→ **Saved entries**:

* * * * * * *

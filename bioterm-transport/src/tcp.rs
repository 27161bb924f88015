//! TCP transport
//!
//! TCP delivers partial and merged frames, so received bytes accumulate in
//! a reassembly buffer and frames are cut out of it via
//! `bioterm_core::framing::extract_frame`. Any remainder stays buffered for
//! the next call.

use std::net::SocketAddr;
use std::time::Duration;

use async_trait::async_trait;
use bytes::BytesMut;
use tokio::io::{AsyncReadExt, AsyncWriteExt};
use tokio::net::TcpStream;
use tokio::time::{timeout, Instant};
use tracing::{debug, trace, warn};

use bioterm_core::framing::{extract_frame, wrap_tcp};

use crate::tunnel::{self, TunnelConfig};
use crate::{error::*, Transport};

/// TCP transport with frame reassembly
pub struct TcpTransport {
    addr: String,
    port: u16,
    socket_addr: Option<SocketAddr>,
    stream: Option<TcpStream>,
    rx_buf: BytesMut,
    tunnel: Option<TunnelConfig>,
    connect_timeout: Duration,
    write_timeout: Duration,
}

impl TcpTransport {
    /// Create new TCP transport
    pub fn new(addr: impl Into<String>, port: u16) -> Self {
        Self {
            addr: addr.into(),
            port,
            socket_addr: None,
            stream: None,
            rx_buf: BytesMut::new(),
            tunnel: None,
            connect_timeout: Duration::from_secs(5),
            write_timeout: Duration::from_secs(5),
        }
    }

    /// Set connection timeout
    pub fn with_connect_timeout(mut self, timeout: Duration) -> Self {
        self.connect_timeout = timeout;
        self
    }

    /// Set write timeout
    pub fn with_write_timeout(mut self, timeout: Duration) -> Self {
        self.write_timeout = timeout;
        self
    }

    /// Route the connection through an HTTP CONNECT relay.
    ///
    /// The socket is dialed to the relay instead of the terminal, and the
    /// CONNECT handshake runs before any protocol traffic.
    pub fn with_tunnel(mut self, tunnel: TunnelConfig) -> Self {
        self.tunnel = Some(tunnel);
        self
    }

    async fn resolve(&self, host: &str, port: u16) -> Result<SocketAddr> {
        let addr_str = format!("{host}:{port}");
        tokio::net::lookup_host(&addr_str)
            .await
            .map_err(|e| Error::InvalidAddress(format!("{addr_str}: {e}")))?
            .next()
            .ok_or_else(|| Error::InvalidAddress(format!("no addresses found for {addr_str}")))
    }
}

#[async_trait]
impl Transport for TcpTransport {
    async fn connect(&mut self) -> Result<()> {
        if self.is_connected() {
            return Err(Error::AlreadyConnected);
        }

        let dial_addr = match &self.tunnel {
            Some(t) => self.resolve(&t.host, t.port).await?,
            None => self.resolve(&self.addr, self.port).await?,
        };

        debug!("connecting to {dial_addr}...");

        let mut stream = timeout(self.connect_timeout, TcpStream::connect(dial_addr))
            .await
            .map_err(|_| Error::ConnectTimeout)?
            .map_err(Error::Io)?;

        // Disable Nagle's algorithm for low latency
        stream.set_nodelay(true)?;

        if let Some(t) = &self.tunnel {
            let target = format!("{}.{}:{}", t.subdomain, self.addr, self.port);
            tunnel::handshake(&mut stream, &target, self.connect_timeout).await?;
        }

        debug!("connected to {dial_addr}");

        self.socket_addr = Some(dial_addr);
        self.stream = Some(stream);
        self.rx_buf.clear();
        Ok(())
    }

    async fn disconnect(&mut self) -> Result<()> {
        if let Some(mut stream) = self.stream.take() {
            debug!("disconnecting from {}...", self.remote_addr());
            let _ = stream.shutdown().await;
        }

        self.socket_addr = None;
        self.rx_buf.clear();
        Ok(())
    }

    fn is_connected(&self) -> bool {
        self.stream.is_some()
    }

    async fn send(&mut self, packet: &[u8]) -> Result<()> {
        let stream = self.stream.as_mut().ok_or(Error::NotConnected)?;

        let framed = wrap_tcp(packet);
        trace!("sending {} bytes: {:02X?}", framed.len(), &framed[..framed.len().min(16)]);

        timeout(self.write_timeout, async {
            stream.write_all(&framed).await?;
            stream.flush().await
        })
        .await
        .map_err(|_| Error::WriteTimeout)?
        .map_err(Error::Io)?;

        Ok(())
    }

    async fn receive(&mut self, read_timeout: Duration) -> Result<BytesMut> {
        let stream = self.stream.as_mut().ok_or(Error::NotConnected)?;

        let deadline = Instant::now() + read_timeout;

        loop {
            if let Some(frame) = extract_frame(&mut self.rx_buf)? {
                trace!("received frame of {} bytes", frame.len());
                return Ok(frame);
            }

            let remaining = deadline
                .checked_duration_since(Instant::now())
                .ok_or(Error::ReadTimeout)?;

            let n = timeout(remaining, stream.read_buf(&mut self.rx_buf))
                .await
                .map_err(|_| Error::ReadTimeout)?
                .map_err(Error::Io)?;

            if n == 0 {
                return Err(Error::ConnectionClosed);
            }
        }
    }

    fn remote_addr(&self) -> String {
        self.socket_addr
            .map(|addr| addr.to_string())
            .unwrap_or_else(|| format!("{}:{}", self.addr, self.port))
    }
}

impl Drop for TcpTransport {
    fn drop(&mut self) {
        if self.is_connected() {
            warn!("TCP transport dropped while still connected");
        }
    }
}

* * * * * * *

→ **WHAT YOU ARE ASKED TO DO**: Each and every record above needs writing out exactly.

→ **YOUR RESPONSE**:
filename bioterm-transport/src/tcp.rs
repository 27161bb924f88015
//! TCP transport
//!
//! TCP delivers partial and merged frames, so received bytes accumulate in
//! a reassembly buffer and frames are cut out of it via
//! `bioterm_core::framing::extract_frame`. Any remainder stays buffered for
//! the next call.

use std::net::SocketAddr;
use std::time::Duration;

use async_trait::async_trait;
use bytes::BytesMut;
use tokio::io::{AsyncReadExt, AsyncWriteExt};
use tokio::net::TcpStream;
use tokio::time::{timeout, Instant};
use tracing::{debug, trace, warn};

use bioterm_core::framing::{extract_frame, wrap_tcp};

use crate::tunnel::{self, TunnelConfig};
use crate::{error::*, Transport};

/// TCP transport with frame reassembly
pub struct TcpTransport {
    addr: String,
    port: u16,
    socket_addr: Option<SocketAddr>,
    stream: Option<TcpStream>,
    rx_buf: BytesMut,
    tunnel: Option<TunnelConfig>,
    connect_timeout: Duration,
    write_timeout: Duration,
}

impl TcpTransport {
    /// Create new TCP transport
    pub fn new(addr: impl Into<String>, port: u16) -> Self {
        Self {
            addr: addr.into(),
            port,
            socket_addr: None,
            stream: None,
            rx_buf: BytesMut::new(),
            tunnel: None,
            connect_timeout: Duration::from_secs(5),
            write_timeout: Duration::from_secs(5),
        }
    }

    /// Set connection timeout
    pub fn with_connect_timeout(mut self, timeout: Duration) -> Self {
        self.connect_timeout = timeout;
        self
    }

    /// Set write timeout
    pub fn with_write_timeout(mut self, timeout: Duration) -> Self {
        self.write_timeout = timeout;
        self
    }

    /// Route the connection through an HTTP CONNECT relay.
    ///
    /// The socket is dialed to the relay instead of the terminal, and the
    /// CONNECT handshake runs before any protocol traffic.
    pub fn with_tunnel(mut self, tunnel: TunnelConfig) -> Self {
        self.tunnel = Some(tunnel);
        self
    }

    async fn resolve(&self, host: &str, port: u16) -> Result<SocketAddr> {
        let addr_str = format!("{host}:{port}");
        tokio::net::lookup_host(&addr_str)
            .await
            .map_err(|e| Error::InvalidAddress(format!("{addr_str}: {e}")))?
            .next()
            .ok_or_else(|| Error::InvalidAddress(format!("no addresses found for {addr_str}")))
    }
}

#[async_trait]
impl Transport for TcpTransport {
    async fn connect(&mut self) -> Result<()> {
        if self.is_connected() {
            return Err(Error::AlreadyConnected);
        }

        let dial_addr = match &self.tunnel {
            Some(t) => self.resolve(&t.host, t.port).await?,
            None => self.resolve(&self.addr, self.port).await?,
        };

        debug!("connecting to {dial_addr}...");

        let mut stream = timeout(self.connect_timeout, TcpStream::connect(dial_addr))
            .await
            .map_err(|_| Error::ConnectTimeout)?
            .map_err(Error::Io)?;

        // Disable Nagle's algorithm for low latency
        stream.set_nodelay(true)?;

        if let Some(t) = &self.tunnel {
            let target = format!("{}.{}:{}", t.subdomain, self.addr, self.port);
            tunnel::handshake(&mut stream, &target, self.connect_timeout).await?;
        }

        debug!("connected to {dial_addr}");

        self.socket_addr = Some(dial_addr);
        self.stream = Some(stream);
        self.rx_buf.clear();
        Ok(())
    }

    async fn disconnect(&mut self) -> Result<()> {
        if let Some(mut stream) = self.stream.take() {
            debug!("disconnecting from {}...", self.remote_addr());
            let _ = stream.shutdown().await;
        }

        self.socket_addr = None;
        self.rx_buf.clear();
        Ok(())
    }

    fn is_connected(&self) -> bool {
        self.stream.is_some()
    }

    async fn send(&mut self, packet: &[u8]) -> Result<()> {
        let stream = self.stream.as_mut().ok_or(Error::NotConnected)?;

        let framed = wrap_tcp(packet);
        trace!("sending {} bytes: {:02X?}", framed.len(), &framed[..framed.len().min(16)]);

        timeout(self.write_timeout, async {
            stream.write_all(&framed).await?;
            stream.flush().await
        })
        .await
        .map_err(|_| Error::WriteTimeout)?
        .map_err(Error::Io)?;

        Ok(())
    }

    async fn receive(&mut self, read_timeout: Duration) -> Result<BytesMut> {
        let stream = self.stream.as_mut().ok_or(Error::NotConnected)?;

        let deadline = Instant::now() + read_timeout;

        loop {
            if let Some(frame) = extract_frame(&mut self.rx_buf)? {
                trace!("received frame of {} bytes", frame.len());
                return Ok(frame);
            }

            let remaining = deadline
                .checked_duration_since(Instant::now())
                .ok_or(Error::ReadTimeout)?;

            let n = timeout(remaining, stream.read_buf(&mut self.rx_buf))
                .await
                .map_err(|_| Error::ReadTimeout)?
                .map_err(Error::Io)?;

            if n == 0 {
                return Err(Error::ConnectionClosed);
            }
        }
    }

    fn remote_addr(&self) -> String {
        self.socket_addr
            .map(|addr| addr.to_string())
            .unwrap_or_else(|| format!("{}:{}", self.addr, self.port))
    }
}

impl Drop for TcpTransport {
    fn drop(&mut self) {
        if self.is_connected() {
            warn!("TCP transport dropped while still connected");
        }
    }
}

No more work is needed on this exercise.